Said book-reading ends, though, when Scott gets the call every parent dreads: his teen daughter, Cassie (Kathryn Newton), has been jailed for overzealously protesting the city’s anti-homeless policies. It’s enough for Scott, a one-time felon, to go into overprotective parent mode. However, Cassie is as stubborn, strong-willed, and smart as her father. (Possibly smarter.) She pushes back on Scott’s decision to take time off from being a superhero to enjoy semi-retirement even as the world — not to mention his teen daughter — needs him.

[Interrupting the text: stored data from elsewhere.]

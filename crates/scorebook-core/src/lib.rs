//! Core types, storage traits, and the average/ranking recomputation engine
//! for Scorebook.
//!
//! This crate has no HTTP or database dependencies.
//! Storage backends implement the traits in [`store`]; the engine in
//! [`engine`] only ever talks to those traits, so it runs unchanged against
//! SQLite or the in-memory [`memory::MemoryStore`].

// Native `async fn` in trait impls; the traits themselves spell out `Send`.
#![allow(async_fn_in_trait)]

pub mod average;
pub mod book;
pub mod code;
pub mod engine;
pub mod error;
pub mod memory;
pub mod ranking;
pub mod report;
pub mod school;
pub mod score;
pub mod store;

pub use error::{Error, Result, ServiceError};

#[cfg(test)]
mod fixture;
//! SQLite backend for Scorebook.
//!
//! Wraps [`tokio_rusqlite`] so all database access runs on a dedicated thread
//! without blocking the async runtime. Implements every storage trait in
//! [`scorebook_core::store`].

mod encode;
mod schema;
mod store;

pub mod error;

pub use error::{Error, Result};
pub use store::SqliteStore;

#[cfg(test)]
mod tests;
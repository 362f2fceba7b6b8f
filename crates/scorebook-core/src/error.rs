//! Error types for `scorebook-core`.

use thiserror::Error;

use crate::code::{ClassroomCode, ExamCode, GradeCode, StudentCode, TermCode};

#[derive(Debug, Error)]
pub enum Error {
  #[error("score {0} is outside the range 0 to 10")]
  ScoreOutOfRange(f64),

  #[error("student not found: {0}")]
  StudentNotFound(StudentCode),

  #[error("classroom not found: {0}")]
  ClassroomNotFound(ClassroomCode),

  #[error("grade not found: {0}")]
  GradeNotFound(GradeCode),

  #[error("exam not found: {0}")]
  ExamNotFound(ExamCode),

  #[error("term not found: {0}")]
  TermNotFound(TermCode),

  #[error("student {student} is not enrolled in classroom {classroom}")]
  NotInClassroom {
    student:   StudentCode,
    classroom: ClassroomCode,
  },

  #[error("classroom {0} has no students")]
  EmptyClassroom(ClassroomCode),

  #[error("unknown performance tier: {0:?}")]
  UnknownTier(String),
}

impl Error {
  /// Whether this error names a reference that does not exist.
  pub fn is_not_found(&self) -> bool {
    matches!(
      self,
      Self::StudentNotFound(_)
        | Self::ClassroomNotFound(_)
        | Self::GradeNotFound(_)
        | Self::ExamNotFound(_)
        | Self::TermNotFound(_)
    )
  }
}

pub type Result<T, E = Error> = std::result::Result<T, E>;

/// Error returned by the services that sit on top of a storage backend:
/// either a domain rule was violated, or the backend itself failed.
#[derive(Debug, Error)]
pub enum ServiceError<E>
where
  E: std::error::Error + 'static,
{
  #[error(transparent)]
  Domain(#[from] Error),

  #[error("store error: {0}")]
  Store(#[source] E),
}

Scott’s longtime romantic/superhero partner, Hope Van Dyne / Wasp (Evangeline Lilly), has turned control of her father’s multinational corporation into an actual force for good, pushing renewable technologies, building new homes for the unhoused (apparently not fast enough for Cassie), and otherwise being a good corporate-capitalist CEO and leader. For their part, Hope’s parents, Hank Pym (Michael Douglas) and Janet Van Dyne (Michelle Pfeiffer) spend most of their time avoiding the discussion Hank wants and Janet doesn’t: What actually happened during Janet’s thirty-year stay in the Quantum Realm?

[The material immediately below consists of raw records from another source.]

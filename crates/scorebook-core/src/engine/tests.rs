//! Cascade tests against an in-memory store.

use std::sync::Arc;

use crate::{
  average::Tier,
  code::{ExamCode, SchoolYearCode, StudentCode, SubjectCode, TermCode},
  fixture::{engine, enter, school},
  memory::{AggregateSnapshot, MemoryStore},
  ranking::{Period, Population},
  score::Score,
  store::{AggregateStore, ScoreStore},
};

use super::*;

fn s(code: &str) -> StudentCode { code.into() }
fn t(code: &str) -> TermCode { code.into() }
fn y(code: &str) -> SchoolYearCode { code.into() }
fn sub(code: &str) -> SubjectCode { code.into() }

async fn term_row(
  engine: &Recomputer<MemoryStore>,
  student: &str,
  term: &str,
) -> StudentTermAverage {
  engine
    .store()
    .get_student_term_average(&s(student), &t(term))
    .await
    .unwrap()
    .expect("term row")
}

async fn year_row(
  engine: &Recomputer<MemoryStore>,
  student: &str,
) -> StudentYearlyAverage {
  engine
    .store()
    .get_student_yearly_average(&s(student), &y("Y2024"))
    .await
    .unwrap()
    .expect("yearly row")
}

// ─── Aggregators ─────────────────────────────────────────────────────────────

#[tokio::test]
async fn subject_term_average_is_mean_of_scores() {
  let e = engine();
  enter(&e, "S01", "MATH-T1-a", 6.0).await;
  enter(&e, "S01", "MATH-T1-b", 9.0).await;

  let row = e
    .store()
    .get_subject_term_average(&s("S01"), &sub("MATH"), &t("T1"))
    .await
    .unwrap()
    .unwrap();
  assert_eq!(row.average, 7.5);
}

#[tokio::test]
async fn subject_without_scores_averages_to_zero() {
  let e = engine();
  let row = e
    .update_subject_term_average(&s("S01"), &sub("LIT"), &t("T1"))
    .await
    .unwrap();
  assert_eq!(row.average, 0.0);

  let stored = e
    .store()
    .get_subject_term_average(&s("S01"), &sub("LIT"), &t("T1"))
    .await
    .unwrap();
  assert_eq!(stored.map(|r| r.average), Some(0.0));
}

#[tokio::test]
async fn student_term_average_is_mean_of_subject_means() {
  let e = engine();
  // MATH has two exams, LIT and SCI one each; each subject still counts once.
  enter(&e, "S01", "MATH-T1-a", 6.0).await;
  enter(&e, "S01", "MATH-T1-b", 8.0).await;
  enter(&e, "S01", "LIT-T1", 5.0).await;
  enter(&e, "S01", "SCI-T1", 9.0).await;

  let row = term_row(&e, "S01", "T1").await;
  assert_eq!(row.average, 7.0);
  assert_eq!(row.tier, Tier::Good);
}

#[tokio::test]
async fn student_with_no_subject_rows_is_weak_with_zero() {
  let e = engine();
  let row = e.update_student_term_average(&s("S02"), &t("T1")).await.unwrap();
  assert_eq!(row.average, 0.0);
  assert_eq!(row.tier, Tier::Weak);
}

#[tokio::test]
async fn yearly_averages_span_all_terms_of_the_year() {
  let e = engine();
  enter(&e, "S01", "MATH-T1-a", 6.0).await;
  enter(&e, "S01", "MATH-T2", 9.0).await;
  enter(&e, "S01", "LIT-T2", 8.0).await;

  let math = e
    .store()
    .get_subject_yearly_average(&s("S01"), &sub("MATH"), &y("Y2024"))
    .await
    .unwrap()
    .unwrap();
  assert_eq!(math.average, 7.5);

  // LIT only has a T2 row, so its yearly average is that row alone.
  let lit = e
    .store()
    .get_subject_yearly_average(&s("S01"), &sub("LIT"), &y("Y2024"))
    .await
    .unwrap()
    .unwrap();
  assert_eq!(lit.average, 8.0);

  let year = year_row(&e, "S01").await;
  assert_eq!(year.average, 7.75);
  assert_eq!(year.tier, Tier::Good);
}

#[tokio::test]
async fn deleting_the_last_score_recomputes_to_zero() {
  let e = engine();
  enter(&e, "S01", "MATH-T1-a", 9.0).await;
  assert_eq!(term_row(&e, "S01", "T1").await.tier, Tier::Excellent);

  e.store()
    .delete_score(&s("S01"), &ExamCode::from("MATH-T1-a"))
    .await
    .unwrap();
  e.on_score_changed(&s("S01"), &"MATH-T1-a".into()).await;

  let row = term_row(&e, "S01", "T1").await;
  assert_eq!(row.average, 0.0);
  assert_eq!(row.tier, Tier::Weak);
}

// ─── Ranking ─────────────────────────────────────────────────────────────────

#[tokio::test]
async fn equal_averages_get_sequential_ranks_by_code() {
  let e = engine();
  enter(&e, "S02", "MATH-T1-a", 8.0).await;
  enter(&e, "S03", "MATH-T1-a", 6.0).await;
  enter(&e, "S01", "MATH-T1-a", 8.0).await;

  assert_eq!(term_row(&e, "S01", "T1").await.classroom_rank, Some(1));
  assert_eq!(term_row(&e, "S02", "T1").await.classroom_rank, Some(2));
  assert_eq!(term_row(&e, "S03", "T1").await.classroom_rank, Some(3));
}

#[tokio::test]
async fn classmates_are_reranked_when_one_score_changes() {
  let e = engine();
  enter(&e, "S01", "MATH-T1-a", 7.0).await;
  enter(&e, "S02", "MATH-T1-a", 6.0).await;
  assert_eq!(term_row(&e, "S02", "T1").await.classroom_rank, Some(2));

  enter(&e, "S02", "MATH-T1-a", 9.5).await;
  assert_eq!(term_row(&e, "S02", "T1").await.classroom_rank, Some(1));
  assert_eq!(term_row(&e, "S01", "T1").await.classroom_rank, Some(2));
  assert_eq!(year_row(&e, "S01").await.classroom_rank, Some(2));
}

#[tokio::test]
async fn classroom_rank_ignores_other_classrooms_grade_rank_does_not() {
  let e = engine();
  enter(&e, "S01", "MATH-T1-a", 7.0).await;
  enter(&e, "S02", "MATH-T1-a", 6.0).await;
  enter(&e, "S04", "MATH-T1-a", 5.0).await;

  let s01 = term_row(&e, "S01", "T1").await;
  assert_eq!((s01.classroom_rank, s01.grade_rank), (Some(1), Some(1)));

  // S04 in the other G10 classroom overtakes everyone.
  enter(&e, "S04", "MATH-T1-a", 10.0).await;

  let s01 = term_row(&e, "S01", "T1").await;
  let s02 = term_row(&e, "S02", "T1").await;
  let s04 = term_row(&e, "S04", "T1").await;
  assert_eq!(s01.classroom_rank, Some(1));
  assert_eq!(s02.classroom_rank, Some(2));
  assert_eq!(s04.classroom_rank, Some(1));
  assert_eq!(s04.grade_rank, Some(1));
  assert_eq!(s01.grade_rank, Some(2));
  assert_eq!(s02.grade_rank, Some(3));
}

#[tokio::test]
async fn other_grades_are_not_ranked_together() {
  let e = engine();
  enter(&e, "S01", "MATH-T1-a", 4.0).await;
  enter(&e, "S06", "MATH-T1-a", 9.0).await;

  assert_eq!(term_row(&e, "S01", "T1").await.grade_rank, Some(1));
  assert_eq!(term_row(&e, "S06", "T1").await.grade_rank, Some(1));
}

#[tokio::test]
async fn student_without_classroom_gets_averages_but_no_ranks() {
  let e = engine();
  enter(&e, "S07", "MATH-T1-a", 8.5).await;

  let row = term_row(&e, "S07", "T1").await;
  assert_eq!(row.average, 8.5);
  assert_eq!(row.tier, Tier::Excellent);
  assert_eq!((row.classroom_rank, row.grade_rank), (None, None));
}

#[tokio::test]
async fn ranking_an_empty_population_is_a_no_op() {
  let e = engine();
  let ranks = e
    .rank_population(&Population::Classroom("10A2".into()), &Period::Term(t("T1")))
    .await
    .unwrap();
  assert!(ranks.is_empty());
}

// ─── Failure handling ────────────────────────────────────────────────────────

#[tokio::test]
async fn unknown_exam_aborts_without_writing() {
  let e = engine();
  let before = e.store().snapshot();

  assert!(e.on_score_changed(&s("S01"), &"NOPE".into()).await.is_none());
  let err = e.recompute(&s("S01"), &"NOPE".into()).await.unwrap_err();
  assert!(matches!(err, CascadeError::ExamNotFound(_)));
  assert_eq!(e.store().snapshot(), before);
}

#[tokio::test]
async fn exam_with_unknown_term_aborts_without_writing() {
  let e = engine();
  enter(&e, "S01", "ORPHAN", 5.0).await;

  let err = e.recompute(&s("S01"), &"ORPHAN".into()).await.unwrap_err();
  assert!(matches!(err, CascadeError::TermNotFound(_)));
  assert_eq!(e.store().snapshot(), AggregateSnapshot::default());
}

// ─── Whole-cascade properties ────────────────────────────────────────────────

#[tokio::test]
async fn rerunning_the_cascade_is_idempotent() {
  let e = engine();
  enter(&e, "S01", "MATH-T1-a", 6.0).await;
  enter(&e, "S02", "LIT-T1", 8.0).await;
  let first = e.store().snapshot();

  let report = e.recompute(&s("S01"), &"MATH-T1-a".into()).await.unwrap();
  e.recompute(&s("S01"), &"MATH-T1-a".into()).await.unwrap();
  assert_eq!(e.store().snapshot(), first);
  assert_eq!(report.subject_term.average, 6.0);
}

#[tokio::test]
async fn trigger_order_does_not_change_the_result() {
  let scores = [
    ("S01", "MATH-T1-a", 7.0),
    ("S01", "LIT-T1", 5.5),
    ("S02", "MATH-T1-a", 8.0),
    ("S02", "MATH-T2", 6.0),
    ("S04", "SCI-T1", 9.0),
    ("S01", "MATH-T2", 8.0),
    ("S03", "LIT-T2", 4.0),
  ];

  let forward = engine();
  for (student, exam, value) in scores {
    enter(&forward, student, exam, value).await;
  }

  let backward = engine();
  for (student, exam, value) in scores.iter().rev().copied() {
    enter(&backward, student, exam, value).await;
  }

  // Same scores written without triggers, then rebuilt in one pass.
  let batch_store = Arc::new(MemoryStore::new(school()));
  let batch = Recomputer::new(Arc::clone(&batch_store));
  let rows = scores
    .iter()
    .map(|(st, ex, v)| Score::new((*st).into(), (*ex).into(), *v).unwrap())
    .collect();
  batch_store.put_scores(rows).await.unwrap();
  let report = batch.rebuild().await.unwrap();

  assert_eq!(forward.store().snapshot(), backward.store().snapshot());
  assert_eq!(forward.store().snapshot(), batch_store.snapshot());
  assert_eq!(report.skipped, 0);
}

#[tokio::test]
async fn one_score_touches_only_its_dependent_rows() {
  let e = engine();
  enter(&e, "S01", "MATH-T1-a", 7.0).await;
  enter(&e, "S01", "LIT-T2", 6.0).await;
  enter(&e, "S06", "MATH-T1-a", 5.0).await;
  let before = e.store().snapshot();

  enter(&e, "S01", "MATH-T1-b", 9.0).await;
  let after = e.store().snapshot();

  let math_t1 = (s("S01"), sub("MATH"), t("T1"));
  assert_ne!(before.subject_term[&math_t1], after.subject_term[&math_t1]);
  let lit_t2 = (s("S01"), sub("LIT"), t("T2"));
  assert_eq!(before.subject_term[&lit_t2], after.subject_term[&lit_t2]);

  let s01_t2 = (s("S01"), t("T2"));
  assert_eq!(before.student_term[&s01_t2], after.student_term[&s01_t2]);
  let s06_t1 = (s("S06"), t("T1"));
  assert_eq!(before.student_term[&s06_t1], after.student_term[&s06_t1]);

  let s01_t1 = (s("S01"), t("T1"));
  assert_eq!(after.student_term[&s01_t1].average, 8.0);

  let lit_year = (s("S01"), sub("LIT"), y("Y2024"));
  assert_eq!(before.subject_yearly[&lit_year], after.subject_yearly[&lit_year]);
  let math_year = (s("S01"), sub("MATH"), y("Y2024"));
  assert_eq!(after.subject_yearly[&math_year], 8.0);

  let s06_year = (s("S06"), y("Y2024"));
  assert_eq!(before.student_yearly[&s06_year], after.student_yearly[&s06_year]);
  assert_eq!(after.subject_term.len(), before.subject_term.len());
}

#[tokio::test]
async fn rebuild_resets_rows_whose_scores_vanished() {
  let e = engine();
  enter(&e, "S01", "MATH-T1-a", 9.0).await;
  // Deleted without firing the trigger: the aggregates are now stale.
  e.store()
    .delete_score(&s("S01"), &"MATH-T1-a".into())
    .await
    .unwrap();
  assert_eq!(term_row(&e, "S01", "T1").await.average, 9.0);

  e.rebuild().await.unwrap();
  assert_eq!(term_row(&e, "S01", "T1").await.average, 0.0);
}

#[tokio::test(flavor = "multi_thread", worker_threads = 4)]
async fn concurrent_triggers_for_one_student_converge() {
  let e = Arc::new(engine());
  let exams = ["MATH-T1-a", "MATH-T1-b", "LIT-T1", "SCI-T1", "MATH-T2", "LIT-T2"];

  let mut handles = Vec::new();
  for (i, exam) in exams.into_iter().enumerate() {
    let e = Arc::clone(&e);
    handles.push(tokio::spawn(async move {
      enter(&e, "S01", exam, 4.0 + i as f64).await;
    }));
  }
  for handle in handles {
    handle.await.unwrap();
  }
  let concurrent = e.store().snapshot();

  e.rebuild().await.unwrap();
  assert_eq!(e.store().snapshot(), concurrent);
}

We find out the answers to that question and more when one of Cassie’s experiments goes awry. She inadvertently sends the entire Lang-Van Dyne-Pym clan into the Quantum Realm without an easy way out. The screenplay by Jeff Loveness (Rick and Morty, Miracle Workers) separates the travelers into two groups, dropping Scott and Cassie into one flora- and fauna-filled area of the Quantum Realm, and Hope, Janet, and Hank into another. This split sets up a relatively straightforward goal: Meet up, get out, and return to the regular-scaled world.
As strangers in a decidedly strange land and audience stand-ins, the two groups meet all kinds of creatures. Some are animal-like, others are bipedal and humanoid. The latter have colours, textures, and shapes of their own. Eventually, Scott and Cassie fall into Kang’s orbit, while Janet, Hope, and Hank discover that there’s a rebellion brewing against Kang’s repressive, dictatorial rule. Decisions good, bad, and consequential follow.

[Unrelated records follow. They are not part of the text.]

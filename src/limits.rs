//! Gate state for the rule engine: sliding frequency counters, hourly rate
//! limits, and cooldown suppression.
//!
//! All three are plain maps with lazily-reset entries. Callers pass `now`
//! explicitly (`tokio::time::Instant`), which keeps the gates deterministic
//! under paused test time.

use std::collections::HashMap;
use std::time::Duration;
use tokio::time::Instant;

use crate::types::ActionKind;

// ---------------------------------------------------------------------------
// Frequency tracker
// ---------------------------------------------------------------------------

#[derive(Debug, Clone)]
struct FrequencyEntry {
  count: u32,
  first_occurrence: Instant,
  window: Duration,
}

/// Per-error-id sliding occurrence counter, used for frequency-based
/// suppression. Counts only occurrences seen by this process.
#[derive(Debug, Default)]
pub struct FrequencyTracker {
  entries: HashMap<String, FrequencyEntry>,
}

impl FrequencyTracker {
  /// Count this occurrence and report whether it should be suppressed
  /// (count now exceeds `threshold` within the window). The first
  /// occurrence, or the first after the window lapses, resets the counter
  /// to 1 and is never suppressed.
  pub fn check_suppressed(
    &mut self,
    error_id: &str,
    threshold: u32,
    window: Duration,
    now: Instant,
  ) -> bool {
    match self.entries.get_mut(error_id) {
      Some(entry) if now.duration_since(entry.first_occurrence) <= entry.window => {
        entry.count += 1;
        entry.count > threshold
      }
      _ => {
        self.entries.insert(
          error_id.to_string(),
          FrequencyEntry {
            count: 1,
            first_occurrence: now,
            window,
          },
        );
        false
      }
    }
  }

  /// Count a successful dispatch for this error id.
  pub fn track(&mut self, error_id: &str, window: Duration, now: Instant) {
    match self.entries.get_mut(error_id) {
      Some(entry) if now.duration_since(entry.first_occurrence) <= entry.window => {
        entry.count += 1;
      }
      _ => {
        self.entries.insert(
          error_id.to_string(),
          FrequencyEntry {
            count: 1,
            first_occurrence: now,
            window,
          },
        );
      }
    }
  }

  /// Current in-window count for an error id (0 if absent or lapsed).
  pub fn count(&self, error_id: &str, now: Instant) -> u32 {
    match self.entries.get(error_id) {
      Some(entry) if now.duration_since(entry.first_occurrence) <= entry.window => entry.count,
      _ => 0,
    }
  }

  pub fn clear(&mut self) {
    self.entries.clear();
  }
}

// ---------------------------------------------------------------------------
// Rate limiter
// ---------------------------------------------------------------------------

#[derive(Debug, Clone)]
struct RateLimitCounter {
  count: u32,
  reset_at: Instant,
}

/// Per (rule, action kind, target) rolling send counter. Entries whose
/// window has passed are reset lazily on read.
#[derive(Debug)]
pub struct RateLimiter {
  window: Duration,
  counters: HashMap<(String, ActionKind, String), RateLimitCounter>,
}

impl RateLimiter {
  pub fn new(window: Duration) -> Self {
    Self {
      window,
      counters: HashMap::new(),
    }
  }

  /// Whether the counter for this key has reached `max`. Does not count the
  /// attempt; only successful sends increment.
  pub fn is_limited(&mut self, rule_id: &str, kind: ActionKind, target: &str, max: u32, now: Instant) -> bool {
    let counter = self.entry(rule_id, kind, target, now);
    counter.count >= max
  }

  /// Count one successful send for this key.
  pub fn increment(&mut self, rule_id: &str, kind: ActionKind, target: &str, now: Instant) {
    let counter = self.entry(rule_id, kind, target, now);
    counter.count += 1;
  }

  fn entry(&mut self, rule_id: &str, kind: ActionKind, target: &str, now: Instant) -> &mut RateLimitCounter {
    let key = (rule_id.to_string(), kind, target.to_string());
    let window = self.window;
    let counter = self.counters.entry(key).or_insert_with(|| RateLimitCounter {
      count: 0,
      reset_at: now + window,
    });
    if now >= counter.reset_at {
      counter.count = 0;
      counter.reset_at = now + window;
    }
    counter
  }

  pub fn clear(&mut self) {
    self.counters.clear();
  }
}

// ---------------------------------------------------------------------------
// Suppression cache
// ---------------------------------------------------------------------------

/// Per (error type, component, action kind, target) cooldown expiry.
/// Expired entries are evicted on read.
#[derive(Debug, Default)]
pub struct SuppressionCache {
  entries: HashMap<String, Instant>,
}

/// Key format shared by the gate check and the post-send cache update.
pub fn suppression_key(error_type: &str, component: Option<&str>, kind: ActionKind, target: &str) -> String {
  format!(
    "{}:{}:{}:{}",
    error_type,
    component.unwrap_or("unknown"),
    kind.as_str(),
    target
  )
}

impl SuppressionCache {
  pub fn is_suppressed(&mut self, key: &str, now: Instant) -> bool {
    match self.entries.get(key) {
      Some(&expires_at) if now < expires_at => true,
      Some(_) => {
        self.entries.remove(key);
        false
      }
      None => false,
    }
  }

  pub fn set(&mut self, key: String, cooldown: Duration, now: Instant) {
    self.entries.insert(key, now + cooldown);
  }

  pub fn len(&self) -> usize {
    self.entries.len()
  }

  pub fn is_empty(&self) -> bool {
    self.entries.is_empty()
  }

  pub fn clear(&mut self) {
    self.entries.clear();
  }
}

That alone will remind audiences of another Disney-owned property, Star Wars, but the comparisons and influences certainly don’t stop there. They stretch back into the 19th century and Jules Verne’s Journey to the Center of the Earth to Edgar Rice Burroughs’ pulp classic, At the Earth’s Core, and right on through to Star Wars, Tron: Legacy, and more recently, Guardians of the Galaxy. To be fair, though, Ant-Man and the Wasp: Quantumania generally wears those influences lightly. That’s a plus given the set-up for future entries assumed by Kang and all he hopes to conquer in the future.
Undermined like too many recent MCU entries by murky, muddy visuals (somewhat understandable given the environment), an under-motivated, underdeveloped super-villain, a script light on humour and long on family drama, Ant-Man and the Wasp: Quantumania at least benefits from an unsurprisingly strong cast.. They’re pros one and all. There’s another winning performance by Rudd as the Most Likable Felon in the MCU. Newton gives a strong turn as Scott’s socially conscious and politically active daughter. Finally, an ultra-committed Majors elevates the underwritten Kang to near Shakespearean heights.
Ant-Man and the Wasp: Quantumania opens theatrically on Friday, February 17th.